Michael Swango
Authorities suspect Michael Swango, 43, may have poisoned and
killed as many as 60 patients under his care over the past 10 years when he
worked in Ohio, Quincy, Massachusetts, Virginia, South Dakota, New York and
Zimbabwe. In all these places the affable doctor had been suspected in a number
of deaths and sudden illnesses. Although he was never charged in connection with
any, he was either fired or left his respective jobs while under a cloud of
suspicion.
Authorities became aware of alleged career as a "Angel of Death" in 1984 when he
worked in Quincy, Illinois, as a paramedic. As with others in his line of
mayhem, many of his co-workers complained that they became ill every time he
brought them food or drinks such as doughnuts, cool drinks or iced tea. When one
of his colleagues found ant poison mixed with sugar among Swango's belongings,
police went to search his home.
There they found "how-to" books on homemade weapons and mass destruction as well
as books on the occult, several guns, bottles with different concentrations of
ant poison, a range of insecticides and rodent killers; and castor beans, from
which the almost untraceable poison, ricin, can be obtained. He was tried,
convicted and sentenced to five-years' jail for aggravated battery because none
of his colleagues had died from the poisonings. "I don't think he intended to
kill them," said Judge Dennis Cashman. "I think he wanted to take them to the
edge of death. They were like a lab experiment."
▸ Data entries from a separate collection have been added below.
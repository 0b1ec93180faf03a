//! SQLite observation store
//!
//! Reads and appends rows of the `ghg_data` table. Tables written by other
//! tools may carry only a subset of the pollutant columns; absent columns
//! read as missing.

use std::path::Path;

use async_trait::async_trait;
use chrono::{DateTime, Utc};
use data_spi::{DataError, Observation, Pollutant, Result, SeriesSource};
use sqlx::sqlite::{SqliteConnectOptions, SqlitePool, SqlitePoolOptions, SqliteRow};
use sqlx::{Column, Row, TypeInfo, ValueRef};

use crate::timestamp::{format_timestamp, from_unix_seconds, parse_timestamp};

/// Table holding the hourly history.
pub const TABLE: &str = "ghg_data";

fn db_error(e: sqlx::Error) -> DataError {
    DataError::Database(e.to_string())
}

/// Observation store backed by a SQLite database
#[derive(Debug, Clone)]
pub struct SqliteStore {
    pool: SqlitePool,
}

impl SqliteStore {
    /// Open (creating if needed) the database file at `path`
    pub async fn open(path: impl AsRef<Path>) -> Result<Self> {
        let options = SqliteConnectOptions::new()
            .filename(path.as_ref())
            .create_if_missing(true);
        let pool = SqlitePoolOptions::new()
            .max_connections(4)
            .connect_with(options)
            .await
            .map_err(db_error)?;
        tracing::debug!(path = %path.as_ref().display(), "opened observation store");
        Ok(Self { pool })
    }

    /// Open a private in-memory database
    pub async fn in_memory() -> Result<Self> {
        let pool = SqlitePoolOptions::new()
            .max_connections(1)
            .connect("sqlite::memory:")
            .await
            .map_err(db_error)?;
        Ok(Self { pool })
    }

    /// Wrap an existing pool
    pub fn from_pool(pool: SqlitePool) -> Self {
        Self { pool }
    }

    pub fn pool(&self) -> &SqlitePool {
        &self.pool
    }

    /// Create the table with every known column when it does not exist
    pub async fn ensure_table(&self) -> Result<()> {
        let columns: Vec<String> = Pollutant::ALL
            .iter()
            .map(|p| format!("{} REAL", p.column()))
            .collect();
        let sql = format!(
            "CREATE TABLE IF NOT EXISTS {} (timestamp TEXT NOT NULL UNIQUE, {})",
            TABLE,
            columns.join(", ")
        );
        sqlx::query(&sql)
            .execute(&self.pool)
            .await
            .map_err(db_error)?;
        Ok(())
    }

    /// Every stored row, oldest first
    pub async fn load_all(&self) -> Result<Vec<Observation>> {
        let sql = format!("SELECT * FROM {} ORDER BY timestamp ASC", TABLE);
        let rows = sqlx::query(&sql)
            .fetch_all(&self.pool)
            .await
            .map_err(db_error)?;

        let observations = rows.iter().map(row_to_observation).collect::<Result<Vec<_>>>()?;
        tracing::debug!(rows = observations.len(), "loaded stored observations");
        Ok(observations)
    }

    /// Write rows, creating the table first if needed.
    ///
    /// A row whose timestamp is already stored updates that hour in place;
    /// readings missing from the new row keep their stored value. Returns
    /// the number of rows inserted or updated.
    pub async fn append(&self, observations: &[Observation]) -> Result<u64> {
        self.ensure_table().await?;

        let columns: Vec<&str> = Pollutant::ALL.iter().map(|p| p.column()).collect();
        let assignments: Vec<String> = columns
            .iter()
            .map(|c| format!("{c} = COALESCE(?, {c})"))
            .collect();
        let update = format!(
            "UPDATE {} SET {} WHERE timestamp = ?",
            TABLE,
            assignments.join(", ")
        );
        let placeholders = vec!["?"; columns.len() + 1].join(", ");
        let insert = format!(
            "INSERT INTO {} (timestamp, {}) VALUES ({})",
            TABLE,
            columns.join(", "),
            placeholders
        );

        let mut tx = self.pool.begin().await.map_err(db_error)?;
        let mut inserted = 0;
        let mut updated = 0;
        for obs in observations {
            let stamp = format_timestamp(&obs.timestamp);

            let mut query = sqlx::query(&update);
            for p in Pollutant::ALL {
                query = query.bind(obs.get(p));
            }
            let changed = query
                .bind(stamp.as_str())
                .execute(&mut *tx)
                .await
                .map_err(db_error)?
                .rows_affected();
            if changed > 0 {
                updated += 1;
                continue;
            }

            let mut query = sqlx::query(&insert).bind(stamp.as_str());
            for p in Pollutant::ALL {
                query = query.bind(obs.get(p));
            }
            inserted += query
                .execute(&mut *tx)
                .await
                .map_err(db_error)?
                .rows_affected();
        }
        tx.commit().await.map_err(db_error)?;

        tracing::info!(inserted, updated, "stored observations");
        Ok(inserted + updated)
    }
}

#[async_trait]
impl SeriesSource for SqliteStore {
    fn name(&self) -> &str {
        "sqlite"
    }

    async fn observations(&self) -> Result<Vec<Observation>> {
        self.load_all().await
    }
}

fn row_to_observation(row: &SqliteRow) -> Result<Observation> {
    let mut observation = Observation::new(read_timestamp(row)?);
    for column in row.columns() {
        if let Ok(pollutant) = column.name().parse::<Pollutant>() {
            observation.set(pollutant, read_number(row, column.ordinal())?);
        }
    }
    Ok(observation)
}

fn read_timestamp(row: &SqliteRow) -> Result<DateTime<Utc>> {
    let raw = row.try_get_raw("timestamp").map_err(db_error)?;
    if raw.is_null() {
        return Err(DataError::ParseError("row without timestamp".to_string()));
    }
    let type_name = raw.type_info().name().to_string();
    match type_name.as_str() {
        "INTEGER" => from_unix_seconds(row.try_get::<i64, _>("timestamp").map_err(db_error)?),
        _ => parse_timestamp(&row.try_get::<String, _>("timestamp").map_err(db_error)?),
    }
}

fn read_number(row: &SqliteRow, idx: usize) -> Result<Option<f64>> {
    let raw = row.try_get_raw(idx).map_err(db_error)?;
    if raw.is_null() {
        return Ok(None);
    }
    let type_name = raw.type_info().name().to_string();
    let value = match type_name.as_str() {
        "REAL" => row.try_get::<f64, _>(idx).map_err(db_error)?,
        "INTEGER" => row.try_get::<i64, _>(idx).map_err(db_error)? as f64,
        "TEXT" => {
            let text: String = row.try_get(idx).map_err(db_error)?;
            match text.trim().parse::<f64>() {
                Ok(v) => v,
                Err(_) => return Ok(None),
            }
        }
        _ => return Ok(None),
    };
    Ok(value.is_finite().then_some(value))
}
While he was serving his sentence, investigators combed the Ohio State
University Hospital in Columbus, where Swango had been a medical intern. Nurses
told investigators that they had become suspicious because he was seen in
several patients' rooms right before they died unexpectedly. "I do not think the
evidence was clear one way or the other. I am glad he is not here," said Ohio
State University's Larry Carey.
Swango was paroled in 1987 after serving two-and-a-half years of his five-year
sentence. Curiously, after leaving prison he continued his career in the health
care business with increasingly lethal results. He hopped from job to job and
was fired at least three times after he was suspected of wrongdoing or someone
learned about his past.
In the early 1990s Swango landed a job at a State University of New York
hospital. There, Federal of Bureau Investigation agents investigated 147
patients Swango treated and died. Autopsies were performed on several former
patients, but the results were inconclusive. By 1993 -- as police started
piecing together his poisenous path -- he dissapeared to re-emerge in Zimbabwe.
There he worked at a rural hospital where he was suspended after five patients
under his care died in suspicious circumstances.
After his suspension he travelled to South Africa, the modern mecca for serial
killings, where he contacted Saudi Arabian health authorities, who offered him a
job. Finally in July, 1997, Swango was arrested when he re-entered the United
States to pick up a visa en route to his job as a physician in Saudi Arabia.
Though he has been arrested for relatively minor fraud charges and illegally
prescribing narcotics to patients, authorities hope to uncover enough evidence
to expose him as a vicous serial killer.